Red e App has evolved significantly since Erwin began with a general notion of developing a mobile-based messaging product. He had been involved in hosting.com, a former Louisville digital technology business acquired by a private investment group in 2009.
Apple had introduce the iPhone and its “applications” in 2007. It followed that in 2010 with the iPad tablet, and this new universe of smart phones, tablets and the mobile Internet propelled a blooming of new businesses such as Facebook, Twitter and others.
The general economy may have still been staggering from the late 2008-early 2009 recession and economic crisis, but Internet-based business was “in full swing,” Erwin said.
“I knew I wanted to be in mobile,” he said, and began his business in 2011.
As he and Goodman met with and presented to various businesses in Louisville, however, they got feedback that the business market wanted a private mobile messaging platform – not the public system Red e App was developing. They realized they need to make a big pivot.
This somewhat painful dawning occurred in 2012, Goodman explained, when human resource managers with a local healthcare company complained that they had no way to communicate with 80 percent of their employees.
“You realize the market wants something different than what you have,” Goodman said, and this came about the same time the start-up also was facing its own major issue: “We have to make some money.”
“The pivot,” as Erwin and Goodman call it, occurred, and Red e App then began to hit its stride.
Valuable input came from the operators of a Louisville hair salon, Goodman said, who explained that email was not only too expensive for them, but regular employee turnover made it difficult to keep up with having new accounts activated and turned off through their IT service providers.
Additionally, company email accounts were subject not only to streams of non-work messages, such as when workers sign up for marketing deals or sports reports, but also to spam and even to security threats, such as phishing campaigns.
“When you get a message on Red e App, it is always about work,” Goodman said. They designed in read-receipt for every message that “you can never turn it off,” he said, because managers too often are told their messages either weren’t seen or never arrived.

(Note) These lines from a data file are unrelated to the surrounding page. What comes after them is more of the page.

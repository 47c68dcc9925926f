// src/preview/mod.rs
use crate::extract::Outcome;
use crate::table::{HeaderList, Record};

/// How the current result is shown.
#[derive(Debug, Clone, Copy, PartialEq, Eq, Default)]
pub enum ViewMode {
    #[default]
    Table,
    Json,
}

/// The result currently on screen. Each input event builds a new value from
/// the dispatcher's [`Outcome`]; the caller swaps its held state for it.
#[derive(Debug, Clone, PartialEq, Default)]
pub struct PreviewState {
    pub headers: HeaderList,
    pub rows: Vec<Record>,
    pub error: Option<String>,
    pub view: ViewMode,
}

impl PreviewState {
    pub fn apply(&self, outcome: Outcome) -> PreviewState {
        match outcome {
            Outcome::Cleared => PreviewState::default(),
            Outcome::Parsed(table) => PreviewState {
                headers: table.headers,
                rows: table.rows,
                error: None,
                view: ViewMode::Table,
            },
            // keeps whichever view the user had picked
            Outcome::Failed(failure) => PreviewState {
                headers: Vec::new(),
                rows: Vec::new(),
                error: Some(failure.to_string()),
                view: self.view,
            },
        }
    }

    pub fn with_view(&self, view: ViewMode) -> PreviewState {
        PreviewState {
            view,
            ..self.clone()
        }
    }

    pub fn with_error(&self, error: Option<String>) -> PreviewState {
        PreviewState {
            error,
            ..self.clone()
        }
    }

    pub fn has_data(&self) -> bool {
        !self.headers.is_empty()
    }

    /// Saving is offered as soon as anything was recovered, even a header-only table.
    pub fn can_save(&self) -> bool {
        !self.headers.is_empty() || !self.rows.is_empty()
    }
}
//! Identity types for the reactive graph.
//!
//! Both ends of an invalidation edge carry a process-unique id: watchers so
//! that dependencies and the scheduler can deduplicate them, and dependencies
//! so that a watcher records each edge only once per evaluation.

use std::fmt;
use std::sync::atomic::{AtomicU64, Ordering};

/// Unique identifier for a watcher.
///
/// Ids are handed out in creation order, which makes them usable as a proxy
/// for nesting depth when the scheduler sorts its queue.
#[derive(Debug, Clone, Copy, PartialEq, Eq, PartialOrd, Ord, Hash)]
pub struct WatcherId(u64);

impl WatcherId {
    /// Generate a new unique watcher ID.
    pub(crate) fn next() -> Self {
        static COUNTER: AtomicU64 = AtomicU64::new(0);
        Self(COUNTER.fetch_add(1, Ordering::Relaxed))
    }

    /// Get the raw ID value.
    pub fn raw(&self) -> u64 {
        self.0
    }
}

impl fmt::Display for WatcherId {
    fn fmt(&self, f: &mut fmt::Formatter<'_>) -> fmt::Result {
        write!(f, "watcher#{}", self.0)
    }
}

/// Unique identifier for a dependency.
#[derive(Debug, Clone, Copy, PartialEq, Eq, Hash)]
pub struct DepId(u64);

impl DepId {
    /// Generate a new unique dependency ID.
    pub(crate) fn next() -> Self {
        static COUNTER: AtomicU64 = AtomicU64::new(0);
        Self(COUNTER.fetch_add(1, Ordering::Relaxed))
    }

    /// Get the raw ID value.
    pub fn raw(&self) -> u64 {
        self.0
    }
}

impl fmt::Display for DepId {
    fn fmt(&self, f: &mut fmt::Formatter<'_>) -> fmt::Result {
        write!(f, "dep#{}", self.0)
    }
}
//! The pending-watcher queue.
//!
//! An insertion-ordered map from watcher id to watcher gives both the run
//! order and the dedup set. A cursor marks the next watcher to run, so
//! watchers added during a flush are picked up by the same flush.

use indexmap::IndexMap;

use super::config::FlushOrder;
use crate::reactive::{Watcher, WatcherId};

#[derive(Default)]
pub(crate) struct Queue {
    entries: IndexMap<WatcherId, Watcher>,
    cursor: usize,
}

impl Queue {
    pub(crate) fn contains(&self, id: WatcherId) -> bool {
        self.entries.contains_key(&id)
    }

    /// Whether `id` is queued and has not run yet.
    pub(crate) fn is_pending(&self, id: WatcherId) -> bool {
        self.entries
            .get_index_of(&id)
            .is_some_and(|index| index >= self.cursor)
    }

    /// Number of watchers that have not run yet.
    pub(crate) fn pending_len(&self) -> usize {
        self.entries.len() - self.cursor
    }

    pub(crate) fn is_empty(&self) -> bool {
        self.pending_len() == 0
    }

    /// Add a watcher that is not queued yet.
    ///
    /// With [`FlushOrder::Creation`] the watcher is placed by id among the
    /// watchers that have not run yet; otherwise it goes to the back.
    pub(crate) fn push(&mut self, watcher: Watcher, order: FlushOrder) {
        let id = watcher.id();
        match order {
            FlushOrder::Enqueue => {
                self.entries.insert(id, watcher);
            }
            FlushOrder::Creation => {
                let mut index = self.entries.len();
                while index > self.cursor
                    && self
                        .entries
                        .get_index(index - 1)
                        .is_some_and(|(queued, _)| *queued > id)
                {
                    index -= 1;
                }
                self.entries.shift_insert(index, id, watcher);
            }
        }
    }

    /// Sort the watchers that have not run yet by creation order.
    pub(crate) fn sort_pending(&mut self) {
        if self.cursor == 0 {
            self.entries.sort_keys();
        }
    }

    /// Take the next watcher to run, advancing the cursor.
    pub(crate) fn next(&mut self) -> Option<Watcher> {
        let (_, watcher) = self.entries.get_index(self.cursor)?;
        let watcher = watcher.clone();
        self.cursor += 1;
        Some(watcher)
    }

    /// Remove and return the watchers that have not run yet, in order.
    pub(crate) fn drain_pending(&mut self) -> Vec<Watcher> {
        self.entries
            .drain(self.cursor..)
            .map(|(_, watcher)| watcher)
            .collect()
    }
}
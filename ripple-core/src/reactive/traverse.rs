//! Deep traversal for `deep` watchers.
//!
//! Reading every field reachable from a value, under the watcher's tracking
//! scope, subscribes the watcher to the whole subtree.

use std::collections::HashSet;

use super::subscriber::DepId;
use crate::Value;

/// Touch every observed slot reachable from `value`.
///
/// Each observed container is visited once, so cyclic graphs terminate.
/// Unobserved containers carry no dependencies and are skipped.
pub fn traverse(value: &Value) {
    let mut seen = HashSet::new();
    walk(value, &mut seen);
}

fn walk(value: &Value, seen: &mut HashSet<DepId>) {
    match value {
        Value::Object(object) => {
            let Some(observer) = object.observer() else {
                return;
            };
            if !seen.insert(observer.dep().id()) {
                return;
            }
            for key in object.keys() {
                if let Some(child) = object.get(&key) {
                    walk(&child, seen);
                }
            }
        }
        Value::List(list) => {
            let Some(observer) = list.observer() else {
                return;
            };
            if !seen.insert(observer.dep().id()) {
                return;
            }
            for item in list.to_vec() {
                walk(&item, seen);
            }
        }
        _ => {}
    }
}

Silicon Valley wouldn’t understand
Since the app system was designed from the outset to be very secure, Red e App messages comply with the federal Health Insurance Portability and Accountability Act of 1996. This allows healthcare personnel to use it to discuss or pass along private medical information, even attaching images of scans.
While individual employees must download and install Red e App on their own mobile device, they may gain access to their company’s private channel only after the employer has provided Red e App with a unique identification. The employer’s control over individual user accounts includes the ability to wipe all company messages from a user’s mobile device and close the company channel when an employee leaves.
Red e App has a special alert tone to notify employees of emergency conditions.
Goodman said that Kentucky’s overall work environment with a higher proportion of healthcare, manufacturing, distribution and other non-desk, non-office jobs played a role in the creation of Red e App, a digital tool one might expect to originate from Silicon Valley.
“This technology could not be born on the West Coast,” he said. There are simply fewer workplace communication issues there, and the work culture is so different that potential investors probably wouldn’t relate to the need for the product.
However, research consistently finds that communication problems top the list of employee dissatisfaction issues, said Amee Kent, marketing director for Red e App.
Pricing varies somewhat based on industry and how that industry is accustomed to budgeting for operational expenses, Kent said. For example, manufacturing usually approaches such costs on a per-employee basis, but restaurants and retail typically budgeting by the store.
Red e App’s pricing per user per month is similar to most Software as a Service models and less than implementing email, Kent said. It is free for individuals to download, and the employer pays for the service. Pricing starts at $5 per user per month and is discounted based on employee volume.